INSTRUCTIONS TO FOLLOW →
Transcribe the records below exactly, from their first line through the line containing "a big-endian sequence". Omit every line after it.

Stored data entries
######
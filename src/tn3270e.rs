//! TN3270E negotiation and record headers (RFC 2355)
//!
//! A small state machine layered over the Telnet option exchange. Once
//! the TN3270E option is agreed, the client asks for a device type, the
//! server assigns one (optionally with an LU name), and the two sides
//! settle a function set. Every record then carries a 5-byte header:
//! data type, request flag, response flag and a big-endian sequence
//! number. The negotiator owns that sequence counter and builds the
//! RESPONSE acknowledgements when the RESPONSES function is active.

use crate::error::{NegotiationError, ProtocolError};
use crate::lib3270::display::ScreenSize;
use crate::trace::{TraceEvent, TraceSink};

/// Subnegotiation command codes
pub const TN3270E_ASSOCIATE: u8 = 0;
pub const TN3270E_CONNECT: u8 = 1;
pub const TN3270E_DEVICE_TYPE: u8 = 2;
pub const TN3270E_FUNCTIONS: u8 = 3;
pub const TN3270E_IS: u8 = 4;
pub const TN3270E_REASON: u8 = 5;
pub const TN3270E_REJECT: u8 = 6;
pub const TN3270E_REQUEST: u8 = 7;
pub const TN3270E_SEND: u8 = 8;

/// Record header data types
pub const DT_3270_DATA: u8 = 0x00;
pub const DT_SCS_DATA: u8 = 0x01;
pub const DT_RESPONSE: u8 = 0x02;
pub const DT_BIND_IMAGE: u8 = 0x03;
pub const DT_UNBIND: u8 = 0x04;
pub const DT_NVT_DATA: u8 = 0x05;
pub const DT_REQUEST: u8 = 0x06;
pub const DT_SSCP_LU_DATA: u8 = 0x07;
pub const DT_PRINT_EOJ: u8 = 0x08;

/// Request-flag values (outbound header byte 1)
pub const REQUEST_FLAG_NONE: u8 = 0x00;
pub const REQUEST_FLAG_ERR_COND_CLEARED: u8 = 0x00;

/// Response-flag values on data records (header byte 2)
pub const RESPONSE_FLAG_NO_RESPONSE: u8 = 0x00;
pub const RESPONSE_FLAG_ERROR_RESPONSE: u8 = 0x01;
pub const RESPONSE_FLAG_ALWAYS_RESPONSE: u8 = 0x02;

/// Response-flag values on RESPONSE records
pub const RESPONSE_POSITIVE: u8 = 0x00;
pub const RESPONSE_NEGATIVE: u8 = 0x01;

/// Status byte carried by a positive RESPONSE record
pub const POSITIVE_DEVICE_END: u8 = 0x00;
/// Status byte carried by a negative RESPONSE record
pub const NEGATIVE_COMMAND_REJECT: u8 = 0x00;

/// Negotiable TN3270E functions, kept as a bitmask of the code values
#[derive(Debug, Clone, Copy, PartialEq, Eq, Default)]
pub struct FunctionSet(u8);

pub const FUNC_BIND_IMAGE: u8 = 0;
pub const FUNC_DATA_STREAM_CTL: u8 = 1;
pub const FUNC_RESPONSES: u8 = 2;
pub const FUNC_SCS_CTL_CODES: u8 = 3;
pub const FUNC_SYSREQ: u8 = 4;

impl FunctionSet {
    pub const EMPTY: FunctionSet = FunctionSet(0);

    pub fn new(codes: &[u8]) -> Self {
        let mut set = Self::EMPTY;
        for &code in codes {
            set = set.with(code);
        }
        set
    }

    pub fn with(self, code: u8) -> Self {
        if code <= FUNC_SYSREQ {
            FunctionSet(self.0 | (1 << code))
        } else {
            self
        }
    }

    pub fn contains(&self, code: u8) -> bool {
        code <= FUNC_SYSREQ && (self.0 & (1 << code)) != 0
    }

    pub fn intersect(&self, other: FunctionSet) -> FunctionSet {
        FunctionSet(self.0 & other.0)
    }

    pub fn is_empty(&self) -> bool {
        self.0 == 0
    }

    /// Wire form: the function codes in ascending order
    pub fn to_wire(&self) -> Vec<u8> {
        (0..=FUNC_SYSREQ).filter(|&c| self.contains(c)).collect()
    }

    /// Parse a wire-form code list; codes above SYSREQ are dropped
    pub fn from_wire(codes: &[u8]) -> Self {
        Self::new(codes)
    }
}

/// The 5-byte header in front of every TN3270E record
#[derive(Debug, Clone, Copy, PartialEq, Eq)]
pub struct Tn3270eHeader {
    pub data_type: u8,
    pub request_flag: u8,
    pub response_flag: u8,
    pub seq: u16,
}

impl Tn3270eHeader {
    pub fn new(data_type: u8, seq: u16) -> Self {
        Self {
            data_type,
            request_flag: REQUEST_FLAG_NONE,
            response_flag: RESPONSE_FLAG_NO_RESPONSE,
            seq,
        }
    }

    /// Split a TN3270E record into header and payload
    pub fn parse(record: &[u8]) -> Result<(Self, &[u8]), ProtocolError> {
        if record.len() < 5 {
            return Err(ProtocolError::ShortTn3270eRecord { length: record.len() });
        }
        let header = Self {
            data_type: record[0],
            request_flag: record[1],
            response_flag: record[2],
            seq: u16::from_be_bytes([record[3], record[4]]),
        };
        Ok((header, &record[5..]))
    }

    pub fn encode(&self) -> [u8; 5] {
        let seq = self.seq.to_be_bytes();
        [self.data_type, self.request_flag, self.response_flag, seq[0], seq[1]]
    }
}

/// Where the handshake stands
#[derive(Debug, Clone, Copy, PartialEq, Eq)]
enum Phase {
    /// Waiting for the TN3270E option to come up
    Start,
    /// SEND DEVICE-TYPE is out, waiting for DEVICE-TYPE IS/REJECT
    DeviceTypeSent,
    /// FUNCTIONS REQUEST is out
    FunctionsSent,
    /// Agreement reached
    Bound,
    /// Downgraded to basic 3270
    Failed,
}

/// What a subnegotiation exchange produced
#[derive(Debug, Default)]
pub struct NegotiationStep {
    /// Payload to send back inside IAC SB TN3270E ... IAC SE
    pub reply: Option<Vec<u8>>,
    /// The handshake finished
    pub bound: bool,
    /// The handshake failed; downgrade to basic 3270
    pub failed: Option<NegotiationError>,
}

/// Client-side TN3270E negotiator
#[derive(Debug)]
pub struct Tn3270eNegotiator {
    phase: Phase,
    requested_functions: FunctionSet,
    device_type: Option<String>,
    lu_name: Option<String>,
    functions: FunctionSet,
    seq: u16,
    counter_rounds: u8,
}

impl Tn3270eNegotiator {
    pub fn new(requested_functions: FunctionSet) -> Self {
        Self {
            phase: Phase::Start,
            requested_functions,
            device_type: None,
            lu_name: None,
            functions: FunctionSet::EMPTY,
            seq: 0,
            counter_rounds: 0,
        }
    }

    /// Step 1 of the handshake: ask the server for a device type.
    /// Returns the subnegotiation payload to send.
    pub fn start(&mut self) -> Vec<u8> {
        self.phase = Phase::DeviceTypeSent;
        vec![TN3270E_SEND, TN3270E_DEVICE_TYPE]
    }

    pub fn is_bound(&self) -> bool {
        self.phase == Phase::Bound
    }

    /// The handshake has not started yet
    pub fn is_idle(&self) -> bool {
        self.phase == Phase::Start
    }

    /// The handshake ended in REJECT or divergence
    pub fn handshake_failed(&self) -> bool {
        self.phase == Phase::Failed
    }

    pub fn device_type(&self) -> Option<&str> {
        self.device_type.as_deref()
    }

    pub fn lu_name(&self) -> Option<&str> {
        self.lu_name.as_deref()
    }

    pub fn functions(&self) -> FunctionSet {
        self.functions
    }

    /// Screen size for the negotiated device type
    pub fn negotiated_size(&self) -> Option<ScreenSize> {
        let device = self.device_type.as_deref()?;
        let model = parse_device_model(device)?;
        ScreenSize::from_model(model)
    }

    /// Sequence number for the next outbound record; increments only for
    /// records that ask for a definite response.
    pub fn next_seq(&mut self, expects_response: bool) -> u16 {
        let seq = self.seq;
        if expects_response {
            self.seq = self.seq.wrapping_add(1);
        }
        seq
    }

    /// Process one TN3270E subnegotiation payload from the server.
    pub fn handle_subnegotiation(&mut self, payload: &[u8], sink: &dyn TraceSink) -> NegotiationStep {
        let mut step = NegotiationStep::default();
        let Some(&command) = payload.first() else {
            return step;
        };

        match (command, payload.get(1).copied()) {
            (TN3270E_DEVICE_TYPE, Some(TN3270E_IS)) => {
                self.handle_device_type_is(&payload[2..], sink, &mut step);
            }
            (TN3270E_DEVICE_TYPE, Some(TN3270E_REJECT)) => {
                let reason_code = match (payload.get(2), payload.get(3)) {
                    (Some(&TN3270E_REASON), Some(&code)) => code,
                    _ => 0xFF,
                };
                self.phase = Phase::Failed;
                step.failed = Some(NegotiationError::DeviceTypeRejected { reason_code });
            }
            (TN3270E_FUNCTIONS, Some(TN3270E_IS)) => {
                if self.phase == Phase::FunctionsSent {
                    self.functions = FunctionSet::from_wire(&payload[2..]);
                    self.phase = Phase::Bound;
                    step.bound = true;
                } else {
                    sink.record(TraceEvent::Error {
                        message: "FUNCTIONS IS outside function negotiation".into(),
                    });
                }
            }
            (TN3270E_FUNCTIONS, Some(TN3270E_REQUEST)) => {
                self.handle_functions_request(&payload[2..], &mut step);
            }
            (TN3270E_SEND, Some(TN3270E_DEVICE_TYPE)) => {
                // A server-side prompt; answer by restarting step 1.
                step.reply = Some(self.start());
            }
            _ => {
                sink.record(TraceEvent::Error {
                    message: format!("unhandled TN3270E subnegotiation 0x{command:02X}"),
                });
            }
        }
        step
    }

    /// DEVICE-TYPE IS <type> [CONNECT <lu>]
    fn handle_device_type_is(&mut self, body: &[u8], sink: &dyn TraceSink, step: &mut NegotiationStep) {
        let connect_at = body.iter().position(|&b| b == TN3270E_CONNECT);
        let type_bytes = &body[..connect_at.unwrap_or(body.len())];
        let device = String::from_utf8_lossy(type_bytes).to_string();

        if parse_device_model(&device).is_none() {
            sink.record(TraceEvent::Error {
                message: format!("server assigned unsupported device type {device}"),
            });
            self.phase = Phase::Failed;
            step.failed = Some(NegotiationError::CannotNegotiate {
                reason: format!("unsupported device type {device}"),
            });
            return;
        }

        self.device_type = Some(device);
        self.lu_name = connect_at.map(|at| String::from_utf8_lossy(&body[at + 1..]).to_string());

        // Step 3: propose our function set.
        let mut reply = vec![TN3270E_FUNCTIONS, TN3270E_REQUEST];
        reply.extend_from_slice(&self.requested_functions.to_wire());
        self.phase = Phase::FunctionsSent;
        step.reply = Some(reply);
    }

    /// Server counter-proposal: answer IS with the intersection of the
    /// two proposals. A second counter-proposal means the exchange is
    /// not converging, and the session falls back to basic 3270.
    fn handle_functions_request(&mut self, codes: &[u8], step: &mut NegotiationStep) {
        self.counter_rounds += 1;
        if self.counter_rounds >= 2 {
            self.phase = Phase::Failed;
            step.failed = Some(NegotiationError::FunctionsDiverged);
            return;
        }
        let proposed = FunctionSet::from_wire(codes);
        let agreed = self.requested_functions.intersect(proposed);
        self.functions = agreed;
        let mut reply = vec![TN3270E_FUNCTIONS, TN3270E_IS];
        reply.extend_from_slice(&agreed.to_wire());
        self.phase = Phase::Bound;
        step.reply = Some(reply);
        step.bound = true;
    }

    /// Build the RESPONSE record acknowledging `seq`, when the RESPONSES
    /// function is active. Returns header bytes plus the status byte.
    pub fn build_response(&self, seq: u16, positive: bool) -> Vec<u8> {
        let header = Tn3270eHeader {
            data_type: DT_RESPONSE,
            request_flag: REQUEST_FLAG_NONE,
            response_flag: if positive { RESPONSE_POSITIVE } else { RESPONSE_NEGATIVE },
            seq,
        };
        let mut record = header.encode().to_vec();
        record.push(if positive { POSITIVE_DEVICE_END } else { NEGATIVE_COMMAND_REJECT });
        record
    }

    /// Whether an inbound data record must be acknowledged
    pub fn needs_response(&self, header: &Tn3270eHeader) -> bool {
        self.functions.contains(FUNC_RESPONSES)
            && matches!(
                header.response_flag,
                RESPONSE_FLAG_ERROR_RESPONSE | RESPONSE_FLAG_ALWAYS_RESPONSE
            )
            && header.data_type != DT_RESPONSE
    }
}

/// Model digit of a supported device type string: 3278/3279 models 2-5,
/// with or without the "-E" extended suffix.
pub fn parse_device_model(device: &str) -> Option<u8> {
    let rest = device
        .strip_prefix("IBM-3278-")
        .or_else(|| device.strip_prefix("IBM-3279-"))?;
    let model_part = rest.strip_suffix("-E").unwrap_or(rest);
    match model_part {
        "2" => Some(2),
        "3" => Some(3),
        "4" => Some(4),
        "5" => Some(5),
        _ => None,
    }
}

/// Extract the default and alternate presentation-space sizes from a
/// BIND-IMAGE payload (the BIND RU without its TN3270E header). Offsets
/// 20-23 carry default rows/cols and alternate rows/cols when the RU is
/// long enough; nonsense dimensions are rejected.
pub fn parse_bind_image(payload: &[u8]) -> Option<(ScreenSize, ScreenSize)> {
    if payload.len() < 24 {
        return None;
    }
    let (rd, cd, ra, ca) = (payload[20], payload[21], payload[22], payload[23]);
    if rd == 0 || cd == 0 || ra == 0 || ca == 0 {
        return None;
    }
    let default = ScreenSize::Custom { rows: rd as u16, cols: cd as u16 };
    let alternate = ScreenSize::Custom { rows: ra as u16, cols: ca as u16 };
    if default.buffer_size() > 16384 || alternate.buffer_size() > 16384 {
        return None;
    }
    Some((default, alternate))
}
######
ANSWER →
filename src/tn3270e.rs
//! TN3270E negotiation and record headers (RFC 2355)
//!
//! A small state machine layered over the Telnet option exchange. Once
//! the TN3270E option is agreed, the client asks for a device type, the
//! server assigns one (optionally with an LU name), and the two sides
//! settle a function set. Every record then carries a 5-byte header:
//! data type, request flag, response flag and a big-endian sequence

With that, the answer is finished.